WORK REQUIRED: Check which lines of the entries that follow hold "InvalidConfig", then give the number of those lines and nothing more.

[Dataset entries]
use adv_attacks::{AttackError, DecisionBoundary, DecisionBoundaryConfig};
use serde_json::{json, Map, Value};

fn hyperparameters(value: Value) -> Option<Map<String, Value>> {
    match value {
        Value::Object(map) => Some(map),
        _ => panic!("expected an object"),
    }
}

#[test]
fn test_defaults() {
    let config = DecisionBoundaryConfig::default();
    assert_eq!(config.initial_delta, 0.1);
    assert_eq!(config.initial_epsilon, 0.1);
    assert_eq!(config.max_delta_trials, 20);
    assert_eq!(config.max_epsilon_trials, 20);
    assert_eq!(config.max_iterations, 1000);
    assert_eq!(config.max_initialization_trials, 100);
    assert_eq!(config.step_adapt, 0.9);
    assert!(!config.targeted);
    assert!(!config.early_stopping);
    assert_eq!(config.early_stopping_threshold, 1e-4);
    assert_eq!(config.early_stopping_patience, 10);
    assert!(!config.verbose);
    assert!(config.validate().is_ok());
}

#[test]
fn test_from_hyperparameters_fills_missing_fields() {
    assert_eq!(
        DecisionBoundaryConfig::from_hyperparameters(&None).unwrap(),
        DecisionBoundaryConfig::default()
    );

    let config = DecisionBoundaryConfig::from_hyperparameters(&hyperparameters(json!({
        "max_iterations": 50,
        "targeted": true,
        "step_adapt": 0.5,
    })))
    .unwrap();
    assert_eq!(config.max_iterations, 50);
    assert!(config.targeted);
    assert_eq!(config.step_adapt, 0.5);
    assert_eq!(config.max_delta_trials, 20);
}

#[test]
fn test_from_hyperparameters_rejects_bad_values() {
    let err = DecisionBoundaryConfig::from_hyperparameters(&hyperparameters(json!({
        "max_iterations": "many",
    })))
    .unwrap_err();
    assert!(err.to_string().contains("Failed to parse hyperparameters"));

    let err = DecisionBoundaryConfig::from_hyperparameters(&hyperparameters(json!({
        "step_adapt": 1.0,
    })))
    .unwrap_err();
    assert!(matches!(
        err.downcast_ref::<AttackError>(),
        Some(AttackError::InvalidConfig(_))
    ));
}

#[test]
fn test_from_json() {
    let config = DecisionBoundaryConfig::from_json(
        r#"{"initial_delta": 0.05, "early_stopping": true, "early_stopping_patience": 3, "seed": 7}"#,
    )
    .unwrap();
    assert_eq!(config.initial_delta, 0.05);
    assert!(config.early_stopping);
    assert_eq!(config.early_stopping_patience, 3);
    assert_eq!(config.seed, 7);

    assert!(DecisionBoundaryConfig::from_json("not json").is_err());
}

#[test]
fn test_query_budget() {
    let config = DecisionBoundaryConfig {
        max_initialization_trials: 10,
        max_iterations: 5,
        max_delta_trials: 3,
        max_epsilon_trials: 3,
        ..Default::default()
    };
    assert_eq!(config.query_budget(), 40);
}

#[test]
fn test_validate() {
    let invalid = [
        DecisionBoundaryConfig {
            step_adapt: 0.0,
            ..Default::default()
        },
        DecisionBoundaryConfig {
            step_adapt: 1.5,
            ..Default::default()
        },
        DecisionBoundaryConfig {
            initial_delta: -0.1,
            ..Default::default()
        },
        DecisionBoundaryConfig {
            initial_epsilon: f32::INFINITY,
            ..Default::default()
        },
        DecisionBoundaryConfig {
            initial_delta: 2e6,
            ..Default::default()
        },
        DecisionBoundaryConfig {
            early_stopping: true,
            early_stopping_patience: 0,
            ..Default::default()
        },
        DecisionBoundaryConfig {
            early_stopping: true,
            early_stopping_threshold: -1.0,
            ..Default::default()
        },
    ];
    for config in invalid {
        assert!(matches!(
            config.validate(),
            Err(AttackError::InvalidConfig(_))
        ));
        assert!(DecisionBoundary::new(config).is_err());
    }

    // Patience only matters when early stopping is on.
    let config = DecisionBoundaryConfig {
        early_stopping_patience: 0,
        ..Default::default()
    };
    assert!(DecisionBoundary::new(config).is_ok());
}

#[test]
fn test_config_round_trips_through_serde() {
    let config = DecisionBoundaryConfig {
        seed: 3,
        ..Default::default()
    };
    let value = serde_json::to_value(&config).unwrap();
    assert_eq!(value["seed"], json!(3));
    let back: DecisionBoundaryConfig = serde_json::from_value(value).unwrap();
    assert_eq!(back, config);
}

RESPONSE BELOW: 2